** Opening Data section block **

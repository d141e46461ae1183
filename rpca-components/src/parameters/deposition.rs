//! Energy Deposition Parameters
//!
//! Parameters for the proton stopping-power fit and the conversion from
//! deposited energy to ion pairs.

use rpca_core::types::FloatValue;
use serde::{Deserialize, Serialize};

/// Parameters for proton energy degradation
///
/// The stopping power of air, per cm of equivalent sea-level air, is a power law
/// with a cubic correction in $L = \log_{10} E$:
///
/// $$\frac{dE}{dx} = S E^{\gamma} \left(1 + a_0 + a_1 L + a_2 L^2 + a_3 L^3\right)$$
///
/// with $E$ in MeV and $dE/dx$ in keV/cm.
#[derive(Debug, Clone, PartialEq, Serialize, Deserialize)]
#[serde(default)]
pub struct DepositionParameters {
    /// Stopping power scale ($S$)
    /// unit: keV/cm
    /// default: 287.0
    pub stopping_power_scale: FloatValue,

    /// Power-law exponent ($\gamma$)
    /// unit: dimensionless
    /// default: -0.757
    pub stopping_power_exponent: FloatValue,

    /// Constant correction term ($a_0$)
    /// default: -0.0316
    pub correction_a0: FloatValue,

    /// Linear correction term ($a_1$)
    /// default: 0.229
    pub correction_a1: FloatValue,

    /// Quadratic correction term ($a_2$)
    /// default: -0.229
    pub correction_a2: FloatValue,

    /// Cubic correction term ($a_3$)
    /// default: 0.0907
    pub correction_a3: FloatValue,

    /// Conversion from deposited energy flux to ionization rate
    /// unit: ion pairs per MeV (scaled)
    /// default: 0.12
    pub ion_pairs_per_mev: FloatValue,
}

impl Default for DepositionParameters {
    fn default() -> Self {
        Self {
            stopping_power_scale: 287.0,
            stopping_power_exponent: -0.757,
            correction_a0: -0.0316,
            correction_a1: 0.229,
            correction_a2: -0.229,
            correction_a3: 0.0907,
            ion_pairs_per_mev: 0.12,
        }
    }
}

impl DepositionParameters {
    /// Logarithmic correction factor of the stopping-power fit
    ///
    /// $$1 + a_0 + a_1 L + a_2 L^2 + a_3 L^3$$
    pub fn correction(&self, log_energy: FloatValue) -> FloatValue {
        1.0 + (self.correction_a3 * log_energy.powf(3.0))
            + (self.correction_a2 * log_energy.powf(2.0))
            + (self.correction_a1 * log_energy)
            + self.correction_a0
    }
}
use serde::{Deserialize, Serialize};

pub type FloatValue = f64;

/// Altitude on the model grid
/// unit: km
pub type Altitude = u32;

/// Coarse day/night annotation of a time step.
///
/// Only used to label output; the recombination regime is chosen per altitude
/// from the Earth-shadow height instead.
#[derive(Copy, Clone, Debug, PartialEq, Eq, Hash, Serialize, Deserialize)]
#[serde(rename_all = "lowercase")]
pub enum DayNight {
    Day,
    Night,
}

impl DayNight {
    /// `Day` when the sun is above the horizon (SZA < 90°)
    pub fn from_solar_zenith_angle(sza_deg: FloatValue) -> Self {
        if sza_deg < 90.0 {
            DayNight::Day
        } else {
            DayNight::Night
        }
    }
}

impl std::fmt::Display for DayNight {
    fn fmt(&self, f: &mut std::fmt::Formatter<'_>) -> std::fmt::Result {
        match self {
            DayNight::Day => write!(f, "day"),
            DayNight::Night => write!(f, "night"),
        }
    }
}
//! Absorption Parameters
//!
//! Parameters for the electron-neutral collision frequency, the electron
//! gyrofrequency and the magnetoionic absorption coefficient.

use rpca_core::types::FloatValue;
use serde::{Deserialize, Serialize};

/// How the geomagnetic field strength for the gyrofrequency is obtained
#[derive(Debug, Clone, Copy, PartialEq, Eq, Serialize, Deserialize)]
#[serde(rename_all = "snake_case")]
pub enum GyrofrequencyModel {
    /// Dipole falloff with altitude: $B = B_0 (R_E / (R_E + h))^3$
    Dipole,
    /// Surface field strength $B_0$ at every altitude
    Constant,
}

/// Parameters for the absorption calculation
///
/// The absorption coefficient at altitude $h$ and angular frequency $\omega$ is
///
/// $$k_{abs} = \frac{K}{\nu_{en}} C_{5/2}\left(\frac{\omega + \omega_e}{\nu_{en}}\right)$$
///
/// with collision frequency $\nu_{en} = c_\nu n \sqrt{T}$ and gyrofrequency
/// $\omega_e = e B / m_e$.
#[derive(Debug, Clone, PartialEq, Serialize, Deserialize)]
#[serde(default)]
pub struct AbsorptionParameters {
    /// Field model used for the gyrofrequency
    /// default: dipole
    pub gyrofrequency: GyrofrequencyModel,

    /// Surface geomagnetic field strength ($B_0$)
    /// unit: T
    /// default: 5e-5
    pub surface_field_tesla: FloatValue,

    /// Mean Earth radius for the dipole falloff
    /// unit: km
    /// default: 6371.0
    pub earth_radius_km: FloatValue,

    /// Collision frequency coefficient ($c_\nu$)
    /// unit: cm^3 s^-1 K^-1/2
    /// default: 5.4e-10
    pub collision_coefficient: FloatValue,

    /// Absorption scale ($K$)
    /// unit: dB km^-1 cm^3 s^-1
    /// default: 1.15e5
    pub absorption_scale: FloatValue,

    /// Elementary charge
    /// unit: C
    /// default: 1.602e-19
    pub elementary_charge: FloatValue,

    /// Electron mass
    /// unit: kg
    /// default: 9.109e-31
    pub electron_mass: FloatValue,
}

impl Default for AbsorptionParameters {
    fn default() -> Self {
        Self {
            gyrofrequency: GyrofrequencyModel::Dipole,
            surface_field_tesla: 5e-5,
            earth_radius_km: 6371.0,
            collision_coefficient: 5.4e-10,
            absorption_scale: 1.15e5,
            elementary_charge: 1.602e-19,
            electron_mass: 9.109e-31,
        }
    }
}
//! Solar Geometry Parameters
//!
//! Parameters for the solar declination, solar zenith angle and Earth-shadow
//! height at the observing site.

use rpca_core::types::FloatValue;
use serde::{Deserialize, Serialize};

/// Parameters for the solar geometry calculation
///
/// The declination follows the Cooper approximation:
///
/// $$\delta = \varepsilon \sin\left(\frac{360°}{N} (d + d_0)\right)$$
///
/// The zenith angle is then
///
/// $$\cos\chi = \sin\delta \sin\phi + \cos\delta \cos\phi \cos H$$
#[derive(Debug, Clone, PartialEq, Serialize, Deserialize)]
#[serde(default)]
pub struct GeometryParameters {
    /// Geographic latitude of the observing site, negative in the southern hemisphere
    /// unit: degrees
    /// default: -90.0
    pub latitude_deg: FloatValue,

    /// Obliquity of the ecliptic (peak declination, $\varepsilon$)
    /// unit: degrees
    /// default: 23.44
    pub obliquity_deg: FloatValue,

    /// Day offset in the declination formula ($d_0$)
    /// unit: days
    /// default: 284.0
    pub declination_day_offset: FloatValue,

    /// Length of the year used by the declination and equation-of-time formulas ($N$)
    /// unit: days
    /// default: 365.0
    pub days_per_year: FloatValue,

    /// Longitude correction to local solar time
    /// Zero is only meaningful at the poles, where every meridian meets.
    /// unit: minutes
    /// default: 0.0
    pub longitude_correction_min: FloatValue,

    /// Mean Earth radius, used for the Earth-shadow height
    /// unit: km
    /// default: 6371.0
    pub earth_radius_km: FloatValue,
}

impl Default for GeometryParameters {
    fn default() -> Self {
        Self {
            latitude_deg: -90.0,
            obliquity_deg: 23.44,
            declination_day_offset: 284.0,
            days_per_year: 365.0,
            longitude_correction_min: 0.0,
            earth_radius_km: 6371.0,
        }
    }
}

** Closing Data section block **

All lines above that contain the word "DepositionParameters" are to be copied.

pub struct DepositionParameters {
impl Default for DepositionParameters {
impl DepositionParameters {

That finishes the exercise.